Create an exercise where the entire choir sings long tones. Start with a G above middle C and have the students sing sets of three notes without taking a breath. For example, the choir could sing G – A – B or G – A – G. As long as they hold each pitch out for four beats and play the complete phrase without taking a breath, the warm-up will work. This will help students do two things: develop breath support and improve their intonation. Tell the students to listen carefully to each other and adjust their pitch as necessary.


Have the choir sing the same major and minor scale each day in rehearsal. When they are capable of singing major and minor scales without singing out of tune, add a 12-note chromatic scale to the warm-up routine. Choose a vowel sound to sing the scales on, or use solfege to help teach them about the relationships between notes.
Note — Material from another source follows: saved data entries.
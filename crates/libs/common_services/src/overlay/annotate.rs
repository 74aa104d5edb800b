use super::{Overlay, RenderError};
use ab_glyph::FontArc;
use common_types::ConfidenceGrade;
use image::{ImageFormat, Rgb, RgbImage};
use imageproc::drawing::{draw_filled_rect_mut, draw_hollow_rect_mut, draw_text_mut};
use imageproc::rect::Rect;
use std::path::Path;
use tracing::debug;

const STROKE: i32 = 2;
const FONT_SCALE: f32 = 16.0;

#[must_use]
pub const fn grade_color(grade: ConfidenceGrade) -> Rgb<u8> {
    match grade {
        ConfidenceGrade::High => Rgb([220, 38, 38]),
        ConfidenceGrade::Medium => Rgb([245, 158, 11]),
        ConfidenceGrade::Low => Rgb([59, 130, 246]),
    }
}

/// Draws overlay boxes onto a copy of the inspected image.
#[derive(Clone, Default)]
pub struct Annotator {
    font: Option<FontArc>,
}

impl Annotator {
    #[must_use]
    pub const fn new(font: Option<FontArc>) -> Self {
        Self { font }
    }

    /// Without a font path, boxes are drawn unlabelled.
    pub fn from_font_file(path: Option<&Path>) -> Result<Self, RenderError> {
        let Some(path) = path else {
            return Ok(Self::default());
        };
        let data = std::fs::read(path)?;
        let font = FontArc::try_from_vec(data)?;
        Ok(Self::new(Some(font)))
    }

    /// Boxes are placed by their fractions of the decoded image, so the
    /// image sent for analysis and the one annotated need not share a size.
    pub fn annotate(&self, image_bytes: &[u8], overlay: &Overlay) -> Result<RgbImage, RenderError> {
        let mut image = image::load_from_memory(image_bytes)?.to_rgb8();
        let (img_width, img_height) = image.dimensions();

        for b in &overlay.boxes {
            let (x, y, width, height) = b.region.to_pixels(img_width, img_height);
            if width == 0 || height == 0 {
                debug!(label = %b.label, "Box too small to draw");
                continue;
            }
            let color = grade_color(b.grade);
            for t in 0..STROKE {
                let grow = t.unsigned_abs() * 2;
                let rect = Rect::at(x - t, y - t).of_size(width + grow, height + grow);
                draw_hollow_rect_mut(&mut image, rect, color);
            }

            if let Some(font) = &self.font {
                let text = b.title();
                let text_height = FONT_SCALE as i32 + 4;
                let text_y = if y < text_height { y + height as i32 } else { y - text_height };
                let text_width = (text.chars().count() as u32 * 9).max(1);
                draw_filled_rect_mut(
                    &mut image,
                    Rect::at(x, text_y).of_size(text_width, text_height.unsigned_abs()),
                    color,
                );
                draw_text_mut(
                    &mut image,
                    Rgb([255u8, 255, 255]),
                    x + 2,
                    text_y + 2,
                    FONT_SCALE,
                    font,
                    &text,
                );
            }
        }

        Ok(image)
    }

    pub fn write_png(
        &self,
        image_bytes: &[u8],
        overlay: &Overlay,
        output: &Path,
    ) -> Result<(), RenderError> {
        let annotated = self.annotate(image_bytes, overlay)?;
        annotated.save_with_format(output, ImageFormat::Png)?;
        Ok(())
    }
}
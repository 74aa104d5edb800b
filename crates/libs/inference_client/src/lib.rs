#![deny(clippy::unwrap_used)]
#![allow(clippy::missing_errors_doc, clippy::missing_panics_doc)]

mod client;
mod error;
mod wire;

pub use client::*;
pub use error::*;
pub use wire::parse_response;
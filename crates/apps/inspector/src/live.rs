use crate::report::Reporter;
use color_eyre::Result;
use common_services::image_source::{LiveCapture, SpoolCamera};
use common_services::session::{Commit, Generation, SessionController};
use common_types::AnalysisResult;
use inference_client::{InferenceClient, InferenceResult};
use std::path::PathBuf;
use tokio::io::{AsyncBufReadExt, BufReader};
use tokio::task::JoinSet;
use tracing::{debug, info, warn};

/// Interactive capture loop.
///
/// Each Enter captures a frame and submits it right away; older submissions
/// keep running and are discarded by the controller when they come back.
pub async fn run(
    controller: &mut SessionController,
    client: &InferenceClient,
    reporter: &Reporter,
    spool: PathBuf,
    jpeg_quality: u8,
) -> Result<()> {
    let mut capture = LiveCapture::new(SpoolCamera::new(spool.clone()), jpeg_quality);
    let mut lines = BufReader::new(tokio::io::stdin()).lines();
    let mut in_flight: JoinSet<(Generation, InferenceResult<AnalysisResult>)> = JoinSet::new();

    info!(spool = %spool.display(), report = %reporter.output_folder().display(), "Press Enter to capture, q to quit");
    loop {
        tokio::select! {
            line = lines.next_line() => {
                let Some(line) = line? else { break };
                if line.trim().eq_ignore_ascii_case("q") {
                    break;
                }
                match capture.capture(controller.previews()) {
                    Ok(loaded) => controller.load_image(loaded),
                    Err(error) => {
                        warn!("Capture failed: {error}");
                        continue;
                    }
                }
                if let Some(request) = controller.begin_analysis() {
                    let client = client.clone();
                    in_flight.spawn(async move {
                        let outcome = client.submit(request.origin, request.upload).await;
                        (request.generation, outcome)
                    });
                }
                reporter.write(controller)?;
            }
            Some(joined) = in_flight.join_next(), if !in_flight.is_empty() => {
                let (generation, outcome) = joined?;
                if controller.complete(generation, outcome) == Commit::Applied {
                    reporter.write(controller)?;
                }
            }
        }
    }

    debug!(
        frames = capture.frames_captured(),
        pending = in_flight.len(),
        "Leaving live mode"
    );
    Ok(())
}
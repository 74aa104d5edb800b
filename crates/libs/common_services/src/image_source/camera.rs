//! Live camera capture.
//!
//! A [`Camera`] supplies raw frames on demand. [`LiveCapture`] acquires the feed
//! once, on the first capture, and keeps it for its whole lifetime; every capture
//! trigger snapshots exactly one frame at the feed's native resolution.

use super::{CameraError, LoadedImage, PreviewRegistry, SourceImage};
use bytes::Bytes;
use common_types::ImageOrigin;
use image::codecs::jpeg::JpegEncoder;
use image::{DynamicImage, ImageReader};
use std::fs;
use std::path::{Path, PathBuf};
use std::time::SystemTime;
use tracing::{debug, info};

const FRAME_EXTENSIONS: [&str; 3] = ["jpg", "jpeg", "png"];

pub trait Camera {
    /// Open the video feed. Called once per [`LiveCapture`].
    fn acquire(&mut self) -> Result<(), CameraError>;

    /// Grab the current frame at native resolution.
    fn snapshot(&mut self) -> Result<DynamicImage, CameraError>;
}

/// A camera whose capture device keeps writing frames into a spool folder.
/// The newest frame in the folder is the current one.
pub struct SpoolCamera {
    folder: PathBuf,
}

impl SpoolCamera {
    #[must_use]
    pub fn new(folder: impl Into<PathBuf>) -> Self {
        Self {
            folder: folder.into(),
        }
    }

    fn newest_frame(&self) -> Result<Option<PathBuf>, CameraError> {
        let mut newest: Option<(SystemTime, PathBuf)> = None;
        for entry in fs::read_dir(&self.folder)? {
            let path = entry?.path();
            if !is_frame_file(&path) {
                continue;
            }
            let modified = fs::metadata(&path)?.modified()?;
            if newest.as_ref().is_none_or(|(t, _)| modified > *t) {
                newest = Some((modified, path));
            }
        }
        Ok(newest.map(|(_, p)| p))
    }
}

fn is_frame_file(path: &Path) -> bool {
    path.extension()
        .map(|e| e.to_string_lossy().to_lowercase())
        .is_some_and(|e| FRAME_EXTENSIONS.contains(&e.as_str()))
}

impl Camera for SpoolCamera {
    fn acquire(&mut self) -> Result<(), CameraError> {
        if !self.folder.is_dir() {
            return Err(CameraError::Unavailable(format!(
                "spool folder {} does not exist",
                self.folder.display()
            )));
        }
        Ok(())
    }

    fn snapshot(&mut self) -> Result<DynamicImage, CameraError> {
        let path = self.newest_frame()?.ok_or(CameraError::NoFrame)?;
        debug!(path = %path.display(), "Reading camera frame");
        Ok(ImageReader::open(&path)?.with_guessed_format()?.decode()?)
    }
}

/// Manual, one-frame-per-trigger capture on top of a [`Camera`].
pub struct LiveCapture<C: Camera> {
    camera: C,
    acquired: bool,
    jpeg_quality: u8,
    frames_captured: u64,
}

impl<C: Camera> LiveCapture<C> {
    #[must_use]
    pub const fn new(camera: C, jpeg_quality: u8) -> Self {
        Self {
            camera,
            acquired: false,
            jpeg_quality,
            frames_captured: 0,
        }
    }

    #[must_use]
    pub const fn is_acquired(&self) -> bool {
        self.acquired
    }

    #[must_use]
    pub const fn frames_captured(&self) -> u64 {
        self.frames_captured
    }

    /// Snapshot the current frame and encode it as a JPEG still.
    pub fn capture(&mut self, previews: &PreviewRegistry) -> Result<LoadedImage, CameraError> {
        if !self.acquired {
            self.camera.acquire()?;
            self.acquired = true;
            info!("Camera feed acquired");
        }

        let frame = self.camera.snapshot()?.to_rgb8();
        let (width, height) = frame.dimensions();
        let mut jpeg = Vec::new();
        JpegEncoder::new_with_quality(&mut jpeg, self.jpeg_quality).encode_image(&frame)?;

        self.frames_captured += 1;
        debug!(
            width,
            height,
            size = jpeg.len(),
            frame = self.frames_captured,
            "Captured camera frame"
        );

        let bytes = Bytes::from(jpeg);
        let mime_type = "image/jpeg".to_string();
        let preview = previews.create(bytes.clone(), mime_type.clone());
        Ok(LoadedImage {
            image: SourceImage {
                bytes,
                mime_type,
                file_name: "frame.jpg".to_string(),
                origin: ImageOrigin::Camera,
            },
            preview,
        })
    }
}

#[cfg(test)]
mod tests {
    use super::*;
    use image::{Rgb, RgbImage};

    /// Counts how often the feed gets opened.
    struct CountingCamera {
        acquisitions: usize,
        frame: RgbImage,
    }

    impl Camera for CountingCamera {
        fn acquire(&mut self) -> Result<(), CameraError> {
            self.acquisitions += 1;
            Ok(())
        }

        fn snapshot(&mut self) -> Result<DynamicImage, CameraError> {
            Ok(DynamicImage::ImageRgb8(self.frame.clone()))
        }
    }

    #[test]
    fn test_feed_acquired_once_and_frames_keep_native_size() -> color_eyre::Result<()> {
        let previews = PreviewRegistry::new();
        let mut capture = LiveCapture::new(
            CountingCamera {
                acquisitions: 0,
                frame: RgbImage::from_pixel(64, 48, Rgb([10, 200, 30])),
            },
            90,
        );
        assert!(!capture.is_acquired());

        let first = capture.capture(&previews)?;
        let second = capture.capture(&previews)?;

        assert_eq!(capture.camera.acquisitions, 1);
        assert_eq!(capture.frames_captured(), 2);
        assert_eq!(second.image.origin, ImageOrigin::Camera);
        assert_eq!(second.image.mime_type, "image/jpeg");
        let decoded = image::load_from_memory(&first.image.bytes)?;
        assert_eq!((decoded.width(), decoded.height()), (64, 48));
        Ok(())
    }

    #[test]
    fn test_spool_camera_reads_newest_frame() -> color_eyre::Result<()> {
        let dir = tempfile::tempdir()?;
        RgbImage::new(8, 8).save(dir.path().join("old.png"))?;
        std::thread::sleep(std::time::Duration::from_millis(50));
        RgbImage::new(16, 4).save(dir.path().join("new.png"))?;
        fs::write(dir.path().join("notes.txt"), "ignored")?;

        let mut camera = SpoolCamera::new(dir.path());
        camera.acquire()?;
        let frame = camera.snapshot()?;

        assert_eq!((frame.width(), frame.height()), (16, 4));
        Ok(())
    }

    #[test]
    fn test_spool_camera_errors() -> color_eyre::Result<()> {
        let dir = tempfile::tempdir()?;
        let mut missing = SpoolCamera::new(dir.path().join("nope"));
        assert!(matches!(missing.acquire(), Err(CameraError::Unavailable(_))));

        let mut empty = SpoolCamera::new(dir.path());
        empty.acquire()?;
        assert!(matches!(empty.snapshot(), Err(CameraError::NoFrame)));
        Ok(())
    }
}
Aim to sing the scales a third higher than the highest note in the concert music. This will make it possible to sing high pitches with ease in a concert.


Provide students with piano support by playing I – iii – V – IV – V – iii – I progressions. The students should each sing a different member of the chord depending on their voice classification. This exercise repeats a half-step higher each time until students reach the upper part of the middle-school choir’s range. Additionally, this exercise is useful for practicing balancing harmonies. Have the choir hold each note and adjust the individual parts to get a full, balanced sound.


Select a set of no more than five Bach chorales to alternate each day of the week. The chorales should stay consistent from week to week to provide structure for the students. This way, they will know that every Monday they will sing a specific chorale. Throughout the year, they will become very proficient at singing these chorales, which will help you to develop an ensemble sound and improve their tone and balance.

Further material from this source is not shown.